Are they worth less than their 2nd Amendment 'rights'?
How can they do nothing?
We take the moral high ground and look down our noses in disgust at their hypocrisy. But we are no better.
I'm not speaking of gun reform, because the one thing John Howard did right was his swift and decisive action after the Port Arthur massacre.
What I speak of is our society's ability, and determination, to look the other way when it comes to gendered violence (which is predominantly men assaulting women), especially domestic and family violence.
Of course, we're not heartless monsters. Each time there's another assault, another woman murdered (and her child/ren) by a current or former partner we express our outrage. We demand change. We protest. We march. We conduct an inquiry, produce reports, make recommendations.
And nothing changes.
We all lead busy lives. It's very easy to return to the everyday-ness after each outrage.
I've been 'guilty' of this too. Even after my own personal experiences of sexual and domestic violence, I've tried to get on with life.
But the older I get, the more nothing changes. The more nothing changes, the more fed up I become.
I can't just return to 'normal'. And I won't remain silent anymore.

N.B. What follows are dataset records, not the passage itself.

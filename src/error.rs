//! Error types for postsync.
//!
//! Provides structured error handling with:
//! - Machine-readable error codes (`ErrorCode`)
//! - Category-based exit codes (2=db, 3=not_found, 4=validation, 6=remote, etc.)
//! - Retryability flags so callers can tell transient remote failures apart
//! - Context-aware recovery hints
//! - Structured JSON output for piped / non-TTY consumers

use std::path::PathBuf;
use thiserror::Error;

/// Result type alias for postsync operations.
pub type Result<T> = std::result::Result<T, Error>;

// ── Error Code ────────────────────────────────────────────────

/// Machine-readable error codes grouped by category.
#[derive(Debug, Clone, Copy, PartialEq, Eq)]
pub enum ErrorCode {
    // Database (exit 2)
    NotInitialized,
    AlreadyInitialized,
    DatabaseError,

    // Not Found (exit 3)
    PostNotFound,

    // Validation (exit 4)
    InvalidStatus,
    InvalidArgument,

    // Remote (exit 6)
    RemoteUnavailable,
    RemoteApiError,

    // Config (exit 7)
    ConfigError,
    RemoteNotConfigured,

    // I/O (exit 8)
    IoError,
    JsonError,

    // Internal (exit 1)
    InternalError,
}

impl ErrorCode {
    /// Machine-readable SCREAMING_SNAKE code string.
    #[must_use]
    pub const fn as_str(&self) -> &str {
        match self {
            Self::NotInitialized => "NOT_INITIALIZED",
            Self::AlreadyInitialized => "ALREADY_INITIALIZED",
            Self::DatabaseError => "DATABASE_ERROR",
            Self::PostNotFound => "POST_NOT_FOUND",
            Self::InvalidStatus => "INVALID_STATUS",
            Self::InvalidArgument => "INVALID_ARGUMENT",
            Self::RemoteUnavailable => "REMOTE_UNAVAILABLE",
            Self::RemoteApiError => "REMOTE_API_ERROR",
            Self::ConfigError => "CONFIG_ERROR",
            Self::RemoteNotConfigured => "REMOTE_NOT_CONFIGURED",
            Self::IoError => "IO_ERROR",
            Self::JsonError => "JSON_ERROR",
            Self::InternalError => "INTERNAL_ERROR",
        }
    }

    /// Category-based exit code (1-8).
    #[must_use]
    pub const fn exit_code(&self) -> u8 {
        match self {
            Self::InternalError => 1,
            Self::NotInitialized | Self::AlreadyInitialized | Self::DatabaseError => 2,
            Self::PostNotFound => 3,
            Self::InvalidStatus | Self::InvalidArgument => 4,
            Self::RemoteUnavailable | Self::RemoteApiError => 6,
            Self::ConfigError | Self::RemoteNotConfigured => 7,
            Self::IoError | Self::JsonError => 8,
        }
    }

    /// Whether retrying the same operation later may succeed.
    ///
    /// True for transient remote failures (network, timeout, 5xx) and
    /// database contention. False for configuration and validation errors.
    #[must_use]
    pub const fn is_retryable(&self) -> bool {
        matches!(
            self,
            Self::RemoteUnavailable | Self::DatabaseError | Self::InvalidStatus
        )
    }
}

// ── Error Enum ────────────────────────────────────────────────

/// Errors that can occur in postsync operations.
#[derive(Error, Debug)]
pub enum Error {
    #[error("Not initialized: run `postsync init` first")]
    NotInitialized,

    #[error("Already initialized at {path}")]
    AlreadyInitialized { path: PathBuf },

    #[error("Post not found: {id}")]
    PostNotFound { id: String },

    #[error("Post not found: {id} (did you mean: {}?)", similar.join(", "))]
    PostNotFoundSimilar { id: String, similar: Vec<String> },

    #[error("Invalid status: {value}")]
    InvalidStatus {
        value: String,
        suggestion: Option<String>,
    },

    /// Network failure, timeout, or server-side (5xx) error from the remote.
    #[error("Remote unavailable: {0}")]
    RemoteUnavailable(String),

    /// The remote rejected the request (4xx other than not-found).
    #[error("Remote API error ({status}): {message}")]
    RemoteApi { status: u16, message: String },

    /// Credentials for the remote publisher are missing.
    #[error("Remote publisher not configured")]
    RemoteNotConfigured,

    #[error("Database error: {0}")]
    Database(#[from] rusqlite::Error),

    #[error("IO error: {0}")]
    Io(#[from] std::io::Error),

    #[error("JSON error: {0}")]
    Json(#[from] serde_json::Error),

    #[error("Invalid argument: {0}")]
    InvalidArgument(String),

    #[error("Configuration error: {0}")]
    Config(String),

    #[error("{0}")]
    Other(String),
}

impl Error {
    /// Map this error to its structured `ErrorCode`.
    #[must_use]
    pub const fn error_code(&self) -> ErrorCode {
        match self {
            Self::NotInitialized => ErrorCode::NotInitialized,
            Self::AlreadyInitialized { .. } => ErrorCode::AlreadyInitialized,
            Self::Database(_) => ErrorCode::DatabaseError,
            Self::PostNotFound { .. } | Self::PostNotFoundSimilar { .. } => {
                ErrorCode::PostNotFound
            }
            Self::InvalidStatus { .. } => ErrorCode::InvalidStatus,
            Self::RemoteUnavailable(_) => ErrorCode::RemoteUnavailable,
            Self::RemoteApi { .. } => ErrorCode::RemoteApiError,
            Self::RemoteNotConfigured => ErrorCode::RemoteNotConfigured,
            Self::InvalidArgument(_) => ErrorCode::InvalidArgument,
            Self::Config(_) => ErrorCode::ConfigError,
            Self::Io(_) => ErrorCode::IoError,
            Self::Json(_) => ErrorCode::JsonError,
            Self::Other(_) => ErrorCode::InternalError,
        }
    }

    /// Category-based exit code, delegating to the `ErrorCode`.
    #[must_use]
    pub const fn exit_code(&self) -> u8 {
        self.error_code().exit_code()
    }

    /// Context-aware recovery hint.
    ///
    /// Returns `None` if no actionable suggestion exists.
    #[must_use]
    pub fn hint(&self) -> Option<String> {
        match self {
            Self::NotInitialized => {
                Some("Run `postsync init` to create the local post database".to_string())
            }

            Self::AlreadyInitialized { path } => Some(format!(
                "Database already exists at {}. Use `--force` to reinitialize.",
                path.display()
            )),

            Self::PostNotFound { id } => Some(format!(
                "No post with ID '{id}'. Use `postsync post list` to see local posts."
            )),
            Self::PostNotFoundSimilar { similar, .. } => {
                Some(format!("Did you mean: {}?", similar.join(", ")))
            }

            Self::InvalidStatus { suggestion, .. } => Some(suggestion.as_ref().map_or_else(
                || "Valid statuses: draft, reviewed, published".to_string(),
                |s| format!("Did you mean '{s}'? Valid statuses: draft, reviewed, published"),
            )),

            Self::RemoteNotConfigured => Some(
                "Set BLOGGER_BLOG_ID, BLOGGER_CLIENT_ID, BLOGGER_CLIENT_SECRET and \
                 BLOGGER_REFRESH_TOKEN, or add a \"remote\" section to ~/.postsync/config.json"
                    .to_string(),
            ),

            Self::RemoteUnavailable(_) => Some(
                "The remote did not answer in time or failed server-side. Retry later."
                    .to_string(),
            ),

            Self::RemoteApi { .. }
            | Self::Database(_)
            | Self::Io(_)
            | Self::Json(_)
            | Self::InvalidArgument(_)
            | Self::Config(_)
            | Self::Other(_) => None,
        }
    }

    /// Structured JSON representation for machine consumption.
    ///
    /// Includes error code, message, retryability, exit code, and
    /// optional recovery hint.
    #[must_use]
    pub fn to_structured_json(&self) -> serde_json::Value {
        let code = self.error_code();
        let mut obj = serde_json::json!({
            "error": {
                "code": code.as_str(),
                "message": self.to_string(),
                "retryable": code.is_retryable(),
                "exit_code": code.exit_code(),
            }
        });

        if let Some(hint) = self.hint() {
            obj["error"]["hint"] = serde_json::Value::String(hint);
        }

        obj
    }
}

This of course is risky. The perpetrators have never acknowledged the wrongness of their actions.
By speaking up and speaking out, I risk them reacting, badly, if aware of me speaking. But this is exactly what abusers rely on. They rely on our fear, our shame. They rely on our (misplaced) feelings of guilt. But I am fed up with living in fear. I'm fed up with being abused.

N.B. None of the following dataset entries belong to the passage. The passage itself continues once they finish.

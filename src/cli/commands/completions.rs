//! Shell completions command implementation.

use crate::cli::{Cli, Shell};
use crate::error::Result;
use clap::CommandFactory;
use clap_complete::{generate, shells};
use std::io;

/// Generate shell completions for the specified shell.
pub fn execute(shell: &Shell) -> Result<()> {
    let mut cmd = Cli::command();
    let name = cmd.get_name().to_string();
    let out = &mut io::stdout();

    match shell {
        Shell::Bash => generate(shells::Bash, &mut cmd, name, out),
        Shell::Zsh => generate(shells::Zsh, &mut cmd, name, out),
        Shell::Fish => generate(shells::Fish, &mut cmd, name, out),
        Shell::PowerShell => generate(shells::PowerShell, &mut cmd, name, out),
        Shell::Elvish => generate(shells::Elvish, &mut cmd, name, out),
    }

    Ok(())
}
//! Initialize the postsync database.
//!
//! Creates `~/.postsync/data/postsync.db` (or the `--db` path) and applies
//! the schema. When the default location is used, a `config.json` template
//! with an empty `remote` section is written next to it.

use crate::config::{global_postsync_dir, resolve_db_path, PostsyncConfig, RemoteFileSettings};
use crate::error::{Error, Result};
use crate::storage::SqliteStorage;
use serde::Serialize;
use std::fs;
use std::path::{Path, PathBuf};

#[derive(Serialize)]
struct InitOutput {
    database: PathBuf,
    #[serde(skip_serializing_if = "Option::is_none")]
    config: Option<PathBuf>,
}

/// Execute the init command.
///
/// # Errors
///
/// Returns `AlreadyInitialized` if the database exists and `force` is not
/// set, or an error if the directory or database cannot be created.
pub fn execute(force: bool, db_path: Option<&PathBuf>, json: bool) -> Result<()> {
    let explicit = db_path.map(PathBuf::as_path);
    let db_path = resolve_db_path(explicit).ok_or_else(|| {
        Error::Config("Could not determine global postsync directory".to_string())
    })?;

    let config = if explicit.is_none() {
        global_postsync_dir().map(|dir| dir.join("config.json"))
    } else {
        None
    };

    init_database(&db_path, force)?;
    if let Some(path) = &config {
        write_config_template(path)?;
    }

    if json {
        let output = InitOutput {
            database: db_path,
            config,
        };
        println!("{}", serde_json::to_string(&output)?);
    } else {
        println!("Initialized postsync database");
        println!("  Database: {}", db_path.display());
        if let Some(path) = config {
            println!("  Config:   {}", path.display());
            println!();
            println!("Next: add Blogger credentials to the config file or BLOGGER_* env vars.");
        }
    }

    Ok(())
}

fn init_database(db_path: &Path, force: bool) -> Result<()> {
    if db_path.exists() {
        if !force {
            return Err(Error::AlreadyInitialized {
                path: db_path.to_path_buf(),
            });
        }
        fs::remove_file(db_path)?;
    }

    if let Some(parent) = db_path.parent().filter(|p| !p.as_os_str().is_empty()) {
        fs::create_dir_all(parent)?;
    }

    // Opening applies the schema.
    SqliteStorage::open(db_path)?;
    tracing::info!(path = %db_path.display(), "Created database");
    Ok(())
}

fn write_config_template(path: &Path) -> Result<()> {
    if path.exists() {
        return Ok(());
    }
    let template = PostsyncConfig {
        remote: Some(RemoteFileSettings::default()),
    };
    fs::write(path, serde_json::to_string_pretty(&template)? + "\n")?;
    Ok(())
}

At the council meeting in May I spoke publicly for the first time of being a survivor twice over of domestic violence. It was one of the hardest things I've done thus far in my life. But I had to. Violence against women is so incredibly pervasive I'd struggle to identify just one woman I know who hasn't been subjected to sexual harassment, sexual assault, domestic violence, or coercive control.

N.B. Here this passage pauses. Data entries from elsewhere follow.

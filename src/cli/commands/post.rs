//! Local post commands.

use super::{block_on, open_storage};
use crate::cli::{PostAddArgs, PostCommands, PostEditArgs, PostListArgs};
use crate::config::resolve_actor;
use crate::error::Result;
use crate::model::{ContentRecord, NewPost, PostFilter};
use crate::remote::BloggerClient;
use crate::storage::{ContentStore, SqliteStorage};
use crate::storage::events::Event;
use crate::sync::{apply_local_edit, publish_post, set_review_status, unpublish_post, UnpublishMode};
use crate::validate::{normalize_status, post_not_found};
use chrono::{TimeZone, Utc};
use colored::Colorize;
use serde::Serialize;
use std::path::PathBuf;

#[derive(Serialize)]
struct PostListOutput {
    count: usize,
    posts: Vec<ContentRecord>,
}

#[derive(Serialize)]
struct PostEditOutput {
    post: ContentRecord,
    remote_synced: Option<bool>,
}

#[derive(Serialize)]
struct PostShowOutput {
    #[serde(flatten)]
    post: ContentRecord,
    #[serde(skip_serializing_if = "Option::is_none")]
    events: Option<Vec<Event>>,
}

/// Execute post commands.
pub fn execute(
    command: &PostCommands,
    db_path: Option<&PathBuf>,
    actor: Option<&str>,
    json: bool,
) -> Result<()> {
    match command {
        PostCommands::Add(args) => add(args, db_path, actor, json),
        PostCommands::List(args) => list(args, db_path, json),
        PostCommands::Show { id, events } => show(id, *events, db_path, json),
        PostCommands::Edit(args) => edit(args, db_path, actor, json),
        PostCommands::Publish { id } => publish(id, db_path, actor, json),
        PostCommands::Unpublish { id, delete } => unpublish(id, *delete, db_path, actor, json),
        PostCommands::Status { id, status: new_status } => status(id, new_status, db_path, actor, json),
    }
}

fn add(args: &PostAddArgs, db_path: Option<&PathBuf>, actor: Option<&str>, json: bool) -> Result<()> {
    let mut storage = open_storage(db_path)?;
    let actor = resolve_actor(actor);

    let mut post = NewPost::draft(&args.title, &args.html);
    if let Some(category) = args.category.as_deref().filter(|c| !c.trim().is_empty()) {
        post = post.with_category(category);
    }
    if let Some(url) = &args.source_url {
        post = post.with_source_url(url);
    }

    let record = storage.insert_post(&post, &actor)?;

    if json {
        println!("{}", serde_json::to_string(&record)?);
    } else {
        println!("Created {} {}", record.id.bold(), record.title);
    }
    Ok(())
}

fn list(args: &PostListArgs, db_path: Option<&PathBuf>, json: bool) -> Result<()> {
    let storage = open_storage(db_path)?;

    let filter = PostFilter {
        status: args.status.as_deref().map(normalize_status).transpose()?,
        linked: match (args.linked, args.unlinked) {
            (true, _) => Some(true),
            (_, true) => Some(false),
            _ => None,
        },
        limit: args.limit,
    };
    let posts = storage.list_posts(&filter)?;

    if json {
        let output = PostListOutput {
            count: posts.len(),
            posts,
        };
        println!("{}", serde_json::to_string(&output)?);
        return Ok(());
    }

    if posts.is_empty() {
        println!("{}", "No posts found.".dimmed());
        return Ok(());
    }

    for post in &posts {
        let link = match (&post.remote_id, &post.remote_url) {
            (_, Some(url)) => url.as_str().green().to_string(),
            (Some(id), None) => format!("remote {id}").cyan().to_string(),
            (None, None) => "unlinked".dimmed().to_string(),
        };
        println!(
            "{:<18} {:<10} {}  {}",
            post.id,
            post.status.as_str(),
            post.title,
            link
        );
    }
    println!();
    println!("{} post(s)", posts.len());
    Ok(())
}

fn find_post(storage: &SqliteStorage, id: &str) -> Result<ContentRecord> {
    match storage.get_post(id)? {
        Some(post) => Ok(post),
        None => Err(post_not_found(id, &storage.get_all_post_ids()?)),
    }
}

fn show(id: &str, with_events: bool, db_path: Option<&PathBuf>, json: bool) -> Result<()> {
    let storage = open_storage(db_path)?;
    let post = find_post(&storage, id)?;
    let events = if with_events {
        Some(storage.get_post_events(&post.id, None)?)
    } else {
        None
    };

    if json {
        let output = PostShowOutput { post, events };
        println!("{}", serde_json::to_string(&output)?);
        return Ok(());
    }

    println!("[{}] {}", post.id, post.title.bold());
    println!();
    println!("Status:       {}", post.status);
    println!("Category:     {}", post.category);
    println!(
        "Remote:       {}",
        post.remote_id.as_deref().unwrap_or("(unlinked)")
    );
    if let Some(url) = &post.remote_url {
        println!("URL:          {url}");
    }
    if let Some(published) = post.remote_published_at {
        println!("Published:    {}", format_ms(published));
    }
    if let Some(source) = &post.source_url {
        println!("Source:       {source}");
    }
    println!("Created:      {}", format_ms(post.created_at));
    println!(
        "Updated:      {}",
        post.updated_at.map_or_else(|| "unknown".to_string(), format_ms)
    );
    println!(
        "Last synced:  {}",
        post.last_synced_at.map_or_else(|| "never".to_string(), format_ms)
    );

    if let Some(events) = events {
        println!();
        println!("{}", "History:".bold());
        if events.is_empty() {
            println!("  {}", "(none)".dimmed());
        }
        for event in &events {
            let change = match (&event.old_value, &event.new_value) {
                (Some(old), Some(new)) => format!("{old} -> {new}"),
                (None, Some(new)) => new.clone(),
                (Some(old), None) => format!("{old} -> (none)"),
                (None, None) => String::new(),
            };
            println!(
                "  {}  {:<20} {:<10} {}",
                format_ms(event.created_at).dimmed(),
                event.event_type.as_str(),
                event.actor,
                change
            );
        }
    }
    Ok(())
}

fn edit(args: &PostEditArgs, db_path: Option<&PathBuf>, actor: Option<&str>, json: bool) -> Result<()> {
    let mut storage = open_storage(db_path)?;
    let id = find_post(&storage, &args.id)?.id;
    let remote = BloggerClient::from_env()?;
    let actor = resolve_actor(actor);

    let outcome = block_on(apply_local_edit(
        &mut storage,
        &remote,
        &id,
        args.title.as_deref(),
        args.html.as_deref(),
        &actor,
    ))??;

    if json {
        let output = PostEditOutput {
            post: outcome.record,
            remote_synced: outcome.remote_synced,
        };
        println!("{}", serde_json::to_string(&output)?);
        return Ok(());
    }

    println!("Updated {}", outcome.record.id.bold());
    match outcome.remote_synced {
        Some(true) => println!("  {}", "Pushed to remote.".green()),
        Some(false) => println!(
            "  {}",
            "Push to remote failed; the next sync will retry.".yellow()
        ),
        None => {}
    }
    Ok(())
}

fn publish(id: &str, db_path: Option<&PathBuf>, actor: Option<&str>, json: bool) -> Result<()> {
    let mut storage = open_storage(db_path)?;
    let id = find_post(&storage, id)?.id;
    let remote = BloggerClient::from_env()?;
    let actor = resolve_actor(actor);

    let record = block_on(publish_post(&mut storage, &remote, &id, &actor))??;

    if json {
        println!("{}", serde_json::to_string(&record)?);
        return Ok(());
    }

    println!("Published {}", record.id.bold());
    if let Some(url) = &record.remote_url {
        println!("  {}", url.green());
    }
    Ok(())
}

fn unpublish(
    id: &str,
    delete: bool,
    db_path: Option<&PathBuf>,
    actor: Option<&str>,
    json: bool,
) -> Result<()> {
    let mut storage = open_storage(db_path)?;
    let id = find_post(&storage, id)?.id;
    let remote = BloggerClient::from_env()?;
    let actor = resolve_actor(actor);
    let mode = if delete {
        UnpublishMode::Delete
    } else {
        UnpublishMode::Revert
    };

    let outcome = block_on(unpublish_post(&mut storage, &remote, &id, mode, &actor))??;

    if json {
        let output = PostEditOutput {
            post: outcome.record,
            remote_synced: outcome.remote_synced,
        };
        println!("{}", serde_json::to_string(&output)?);
        return Ok(());
    }

    println!("Unpublished {} (now {})", outcome.record.id.bold(), outcome.record.status);
    match (mode, outcome.remote_synced) {
        (UnpublishMode::Revert, _) => println!("  Remote post reverted to draft."),
        (UnpublishMode::Delete, Some(true)) => println!("  {}", "Remote post deleted.".green()),
        (UnpublishMode::Delete, Some(false)) => println!(
            "  {}",
            "Remote delete failed; the post was unlinked locally.".yellow()
        ),
        (UnpublishMode::Delete, None) => println!(
            "  {}",
            "Remote not configured; the post was unlinked locally.".yellow()
        ),
    }
    Ok(())
}

fn status(
    id: &str,
    status: &str,
    db_path: Option<&PathBuf>,
    actor: Option<&str>,
    json: bool,
) -> Result<()> {
    let mut storage = open_storage(db_path)?;
    let id = find_post(&storage, id)?.id;
    let status = normalize_status(status)?;
    let actor = resolve_actor(actor);

    let record = set_review_status(&mut storage, &id, status, &actor)?;

    if json {
        println!("{}", serde_json::to_string(&record)?);
    } else {
        println!("{} is now {}", record.id.bold(), record.status);
    }
    Ok(())
}

fn format_ms(ms: i64) -> String {
    Utc.timestamp_millis_opt(ms)
        .single()
        .map_or_else(|| ms.to_string(), |t| t.format("%Y-%m-%d %H:%M").to_string())
}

We do not talk about it. But we must.
Before the MRAs and MGTOWs scream outraged responses at me - yes, I know, #notallmen. It's true. Not all men are perpetrators of abuse. But it is overwhelmingly men who abuse women more than the reverse.
Nor is this a man-hating tirade. This is me calling out abusive behaviour, saying 'enough is enough, no more!'. We should all be rejecting toxic, abusive, manipulative and violent behaviours. We should be seeking and encouraging respectful relationships.
Unfortunately, the media as a whole has fostered a societal obsession with drama, bad news and click-baiting headlines, and we've lapped it up. In a news cycle which has reduced from 24-hours down to mere minutes, every outlet jostles for our attention.
Shows such as Married at First Sight, The Bachelor/s/ette and Love Island glamorise drama, toxic behaviour and relationships. Disrespectful treatment of women by men, with zero accountability for their actions, sets a dangerous example for the rest of society as to what is 'acceptable'.
From 'small' acts of disrespect such as talking over women and calling us 'girls', to 'mansplaining', 'hepeating' and blatant gaslighting. To the more visible acts such as cheating, demeaning put-downs, and blatantly chauvinistic remarks.
Then there's the physical intimidation - yelling, standing over, waving arms, throwing things. All broadcast for general viewing with no warnings. To top it all off, these toxic men are incentivised and rewarded for their behaviour. Instagram follows skyrocket as do their public profiles, and so too financial endorsement opportunities.
The message - men who are abusive are rewarded.
Hollywood too has long perpetuated the 'happy ending' ideal of heterosexual relationships. Every leading lady goes through the standard trials - guy breaks her heart, she has a journey of self discovery, realising she doesn't need a man to define her. Then, despite this growth, she finds someone new.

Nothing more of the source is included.